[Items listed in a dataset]
==========

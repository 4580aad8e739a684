//! Charge point registry: live state of every connected charge point
//!
//! The registry is the single owner of charge point state. Entry add/remove
//! and per-entry mutation both go through `DashMap` shard locks, so two
//! events for the same charge point never interleave inside one mutation.
//! The transaction ID counter lives here too and travels with snapshots.
//!
//! Every connect stamps the identity with a fresh connection generation.
//! A disconnect only removes the entry while its generation is still the
//! current one, so a stale connection cannot drop state that a newer
//! connection of the same device relies on.

use std::collections::HashMap;
use std::sync::atomic::{AtomicI32, AtomicU64, Ordering};
use std::sync::Arc;

use dashmap::mapref::entry::Entry;
use dashmap::DashMap;
use serde::{Deserialize, Serialize};
use tracing::{debug, error, info};

use crate::domain::{ChargePointState, DomainError, DomainResult, TransactionId};

/// Whole-registry snapshot, as persisted by the state store.
#[derive(Debug, Clone, Default, PartialEq, Serialize, Deserialize)]
#[serde(rename_all = "camelCase")]
pub struct RegistrySnapshot {
    pub charge_points: HashMap<String, ChargePointState>,
    /// Counter value at the time of the snapshot
    #[serde(default)]
    pub next_transaction_id: TransactionId,
}

impl RegistrySnapshot {
    /// Smallest counter value that cannot collide with any stored transaction.
    pub fn resume_transaction_id(&self) -> TransactionId {
        let observed = self
            .charge_points
            .values()
            .filter_map(ChargePointState::max_transaction_id)
            .max()
            .map(|max| {
                max.checked_add(1).unwrap_or_else(|| {
                    error!(max, "Stored transaction IDs reach the end of the ID space");
                    TransactionId::MAX
                })
            })
            .unwrap_or(0);
        observed.max(self.next_transaction_id)
    }
}

/// Outcome of [`ChargePointRegistry::connect`].
#[derive(Debug, Clone, Copy, PartialEq, Eq)]
pub struct Registration {
    /// Token to pass back to [`ChargePointRegistry::disconnect`]
    pub generation: u64,
    /// `false` when an existing entry was kept
    pub created: bool,
}

/// Thread-safe registry of charge point state
pub struct ChargePointRegistry {
    charge_points: DashMap<String, ChargePointState>,
    /// Current connection generation per identity; locked before `charge_points`
    generations: DashMap<String, u64>,
    next_generation: AtomicU64,
    next_transaction_id: AtomicI32,
}

/// Shared, reference-counted registry
pub type SharedRegistry = Arc<ChargePointRegistry>;

impl ChargePointRegistry {
    pub fn new() -> Self {
        Self {
            charge_points: DashMap::new(),
            generations: DashMap::new(),
            next_generation: AtomicU64::new(1),
            next_transaction_id: AtomicI32::new(0),
        }
    }

    /// Wrap in `Arc` for shared ownership
    pub fn shared() -> SharedRegistry {
        Arc::new(Self::new())
    }

    /// Register a new connection of `charge_point_id`.
    ///
    /// An existing entry (restored from a snapshot or left by an earlier
    /// connection) is kept as is. The returned generation supersedes every
    /// earlier one for this identity.
    pub fn connect(&self, charge_point_id: &str) -> Registration {
        let generation = self.next_generation.fetch_add(1, Ordering::SeqCst);
        let mut current = self.generations.entry(charge_point_id.to_string()).or_insert(0);
        *current = generation;
        let created = self.ensure(charge_point_id);
        drop(current);

        if created {
            info!(charge_point_id, generation, "Charge point registered");
        } else {
            info!(charge_point_id, generation, "Charge point reconnected, keeping existing state");
        }
        Registration { generation, created }
    }

    /// Create an empty entry unless one exists. Returns `true` if created.
    pub fn ensure(&self, charge_point_id: &str) -> bool {
        let mut created = false;
        self.charge_points
            .entry(charge_point_id.to_string())
            .or_insert_with(|| {
                created = true;
                ChargePointState::new()
            });
        created
    }

    /// Remove the entry of the connection identified by `generation`.
    ///
    /// Returns `None` and keeps the entry when a newer connection has
    /// registered the identity since.
    pub fn disconnect(&self, charge_point_id: &str, generation: u64) -> Option<ChargePointState> {
        let current = match self.generations.entry(charge_point_id.to_string()) {
            Entry::Occupied(current) => current,
            Entry::Vacant(_) => {
                debug!(charge_point_id, generation, "Disconnect for charge point without a connection");
                return None;
            }
        };
        if *current.get() != generation {
            info!(
                charge_point_id,
                generation,
                current = *current.get(),
                "Charge point reconnected meanwhile, keeping entry"
            );
            return None;
        }

        let removed = self.charge_points.remove(charge_point_id).map(|(_, state)| state);
        current.remove();
        if removed.is_some() {
            info!(charge_point_id, generation, "Charge point removed from registry");
        } else {
            debug!(charge_point_id, "Disconnect for charge point without registry entry");
        }
        removed
    }

    /// Insert or replace an entry.
    pub fn insert(&self, charge_point_id: &str, state: ChargePointState) {
        self.charge_points.insert(charge_point_id.to_string(), state);
    }

    pub fn contains(&self, charge_point_id: &str) -> bool {
        self.charge_points.contains_key(charge_point_id)
    }

    pub fn len(&self) -> usize {
        self.charge_points.len()
    }

    pub fn is_empty(&self) -> bool {
        self.charge_points.is_empty()
    }

    /// Sorted identities of all registered charge points.
    pub fn ids(&self) -> Vec<String> {
        let mut ids: Vec<String> = self.charge_points.iter().map(|e| e.key().clone()).collect();
        ids.sort();
        ids
    }

    /// Clone of a single entry.
    pub fn get(&self, charge_point_id: &str) -> Option<ChargePointState> {
        self.charge_points.get(charge_point_id).map(|e| e.value().clone())
    }

    /// Read an entry under its lock.
    pub fn read<R>(
        &self,
        charge_point_id: &str,
        f: impl FnOnce(&ChargePointState) -> R,
    ) -> DomainResult<R> {
        self.charge_points
            .get(charge_point_id)
            .map(|entry| f(entry.value()))
            .ok_or_else(|| DomainError::charge_point_not_found(charge_point_id))
    }

    /// Mutate an entry under its exclusive lock.
    ///
    /// The closure must not call back into the registry for the same shard.
    pub fn update<R>(
        &self,
        charge_point_id: &str,
        f: impl FnOnce(&mut ChargePointState) -> R,
    ) -> DomainResult<R> {
        self.charge_points
            .get_mut(charge_point_id)
            .map(|mut entry| f(entry.value_mut()))
            .ok_or_else(|| DomainError::charge_point_not_found(charge_point_id))
    }

    /// Hand out the next transaction ID.
    ///
    /// Fails once the ID space is used up instead of wrapping into IDs that
    /// may still be referenced.
    pub fn allocate_transaction_id(&self) -> DomainResult<TransactionId> {
        self.next_transaction_id
            .fetch_update(Ordering::SeqCst, Ordering::SeqCst, |id| id.checked_add(1))
            .map_err(|id| {
                error!(next_transaction_id = id, "Transaction ID space exhausted");
                DomainError::Exhausted("transaction IDs")
            })
    }

    /// The ID the next `allocate_transaction_id` call will return.
    pub fn next_transaction_id(&self) -> TransactionId {
        self.next_transaction_id.load(Ordering::SeqCst)
    }

    /// Copy of the whole registry.
    ///
    /// Entries are cloned one at a time, so the result is not an atomic cut
    /// across charge points.
    pub fn snapshot(&self) -> RegistrySnapshot {
        let charge_points = self
            .charge_points
            .iter()
            .map(|e| (e.key().clone(), e.value().clone()))
            .collect();
        RegistrySnapshot {
            charge_points,
            next_transaction_id: self.next_transaction_id(),
        }
    }

    /// Replace the registry wholesale and resume the transaction counter.
    pub fn restore(&self, snapshot: RegistrySnapshot) {
        let next_id = snapshot.resume_transaction_id();
        self.charge_points.clear();
        for (id, state) in snapshot.charge_points {
            self.charge_points.insert(id, state);
        }
        self.next_transaction_id.store(next_id, Ordering::SeqCst);
        info!(
            charge_points = self.charge_points.len(),
            next_transaction_id = next_id,
            "Registry restored"
        );
    }
}

impl Default for ChargePointRegistry {
    fn default() -> Self {
        Self::new()
    }
}

#[cfg(test)]
mod tests {
    use super::*;
    use crate::domain::Transaction;
    use chrono::Utc;

    fn with_transaction(id: TransactionId, ended: bool) -> ChargePointState {
        let mut cp = ChargePointState::new();
        let mut tx = Transaction::new(id, 1, "TAG", 0, Utc::now());
        if ended {
            tx.stop(Utc::now(), 10, None).unwrap();
        } else {
            cp.connector_mut(1).active_transaction = Some(id);
        }
        cp.transactions.insert(id, tx);
        cp
    }

    #[test]
    fn connect_creates_empty_entry_once() {
        let registry = ChargePointRegistry::new();
        assert!(registry.connect("CP1").created);
        registry
            .update("CP1", |cp| cp.connector_mut(1).status = None)
            .unwrap();
        assert!(!registry.connect("CP1").created);

        let cp = registry.get("CP1").unwrap();
        assert_eq!(cp.connectors.len(), 1);
        assert!(cp.transactions.is_empty());
    }

    #[test]
    fn disconnect_removes_entry() {
        let registry = ChargePointRegistry::new();
        let registration = registry.connect("CP1");
        assert!(registry.disconnect("CP1", registration.generation).is_some());
        assert!(!registry.contains("CP1"));
        assert!(registry.disconnect("CP1", registration.generation).is_none());
    }

    #[test]
    fn stale_connection_keeps_entry_of_newer_one() {
        let registry = ChargePointRegistry::new();
        let old = registry.connect("CP1");
        let new = registry.connect("CP1");
        assert!(new.generation > old.generation);
        assert!(!new.created);

        assert!(registry.disconnect("CP1", old.generation).is_none());
        assert!(registry.contains("CP1"));
        registry.update("CP1", |cp| cp.connector_mut(1).status = None).unwrap();

        assert!(registry.disconnect("CP1", new.generation).is_some());
        assert!(!registry.contains("CP1"));
    }

    #[test]
    fn ensure_does_not_claim_the_connection() {
        let registry = ChargePointRegistry::new();
        let registration = registry.connect("CP1");
        assert!(!registry.ensure("CP1"));
        assert!(registry.ensure("CP2"));
        assert!(registry.disconnect("CP1", registration.generation).is_some());
    }

    #[test]
    fn unknown_charge_point_is_not_found() {
        let registry = ChargePointRegistry::new();
        let err = registry.update("nope", |_| ()).unwrap_err();
        assert!(err.is_not_found());
        assert!(registry.read("nope", |_| ()).unwrap_err().is_not_found());
    }

    #[test]
    fn transaction_ids_strictly_increase() {
        let registry = ChargePointRegistry::new();
        let ids: Vec<_> = (0..5).map(|_| registry.allocate_transaction_id().unwrap()).collect();
        assert_eq!(ids, vec![0, 1, 2, 3, 4]);
        assert_eq!(registry.next_transaction_id(), 5);
    }

    #[test]
    fn restore_resumes_counter_past_highest_id() {
        let mut snapshot = RegistrySnapshot::default();
        snapshot.charge_points.insert("CP1".into(), with_transaction(4, true));
        snapshot.charge_points.insert("CP2".into(), with_transaction(11, false));

        let registry = ChargePointRegistry::new();
        registry.connect("stale");
        registry.restore(snapshot);

        assert!(!registry.contains("stale"));
        assert_eq!(registry.ids(), vec!["CP1".to_string(), "CP2".to_string()]);
        assert_eq!(registry.allocate_transaction_id().unwrap(), 12);
    }

    #[test]
    fn restore_keeps_persisted_counter_when_higher() {
        let mut snapshot = RegistrySnapshot::default();
        snapshot.charge_points.insert("CP1".into(), with_transaction(2, true));
        snapshot.next_transaction_id = 40;

        let registry = ChargePointRegistry::new();
        registry.restore(snapshot);
        assert_eq!(registry.next_transaction_id(), 40);
    }

    #[test]
    fn counter_refuses_to_wrap() {
        let registry = ChargePointRegistry::new();
        registry.restore(RegistrySnapshot {
            next_transaction_id: TransactionId::MAX - 1,
            ..Default::default()
        });
        assert_eq!(registry.allocate_transaction_id().unwrap(), TransactionId::MAX - 1);
        assert_eq!(
            registry.allocate_transaction_id(),
            Err(DomainError::Exhausted("transaction IDs"))
        );
        assert_eq!(registry.next_transaction_id(), TransactionId::MAX);
    }

    #[test]
    fn resume_saturates_at_highest_id() {
        let mut snapshot = RegistrySnapshot::default();
        snapshot
            .charge_points
            .insert("CP1".into(), with_transaction(TransactionId::MAX, true));
        assert_eq!(snapshot.resume_transaction_id(), TransactionId::MAX);
    }

    #[test]
    fn restore_of_empty_snapshot_starts_at_zero() {
        let registry = ChargePointRegistry::new();
        registry.restore(RegistrySnapshot::default());
        assert!(registry.is_empty());
        assert_eq!(registry.next_transaction_id(), 0);
    }

    #[test]
    fn concurrent_starts_on_one_connector_admit_exactly_one() {
        let registry = Arc::new(ChargePointRegistry::new());
        registry.connect("CP1");

        let handles: Vec<_> = (0..8)
            .map(|_| {
                let registry = registry.clone();
                std::thread::spawn(move || {
                    registry
                        .update("CP1", |cp| {
                            cp.start_transaction(
                                1,
                                || registry.allocate_transaction_id(),
                                |id| Transaction::new(id, 1, "TAG", 0, Utc::now()),
                            )
                        })
                        .unwrap()
                })
            })
            .collect();

        let successes = handles
            .into_iter()
            .map(|h| h.join().unwrap())
            .filter(Result::is_ok)
            .count();

        assert_eq!(successes, 1);
        let cp = registry.get("CP1").unwrap();
        assert_eq!(cp.transactions.len(), 1);
        cp.check_invariants().unwrap();
    }
}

==========

◆ **What you have to do**: After locating the line that contains "the state store.", please copy exactly every line from the start of the records through it, and nothing else.

◆ **Final answer**:
repository 4580aad8e739a684
//! Charge point registry: live state of every connected charge point
//!
//! The registry is the single owner of charge point state. Entry add/remove
//! and per-entry mutation both go through `DashMap` shard locks, so two
//! events for the same charge point never interleave inside one mutation.
//! The transaction ID counter lives here too and travels with snapshots.
//!
//! Every connect stamps the identity with a fresh connection generation.
//! A disconnect only removes the entry while its generation is still the
//! current one, so a stale connection cannot drop state that a newer
//! connection of the same device relies on.

use std::collections::HashMap;
use std::sync::atomic::{AtomicI32, AtomicU64, Ordering};
use std::sync::Arc;

use dashmap::mapref::entry::Entry;
use dashmap::DashMap;
use serde::{Deserialize, Serialize};
use tracing::{debug, error, info};

use crate::domain::{ChargePointState, DomainError, DomainResult, TransactionId};

/// Whole-registry snapshot, as persisted by the state store.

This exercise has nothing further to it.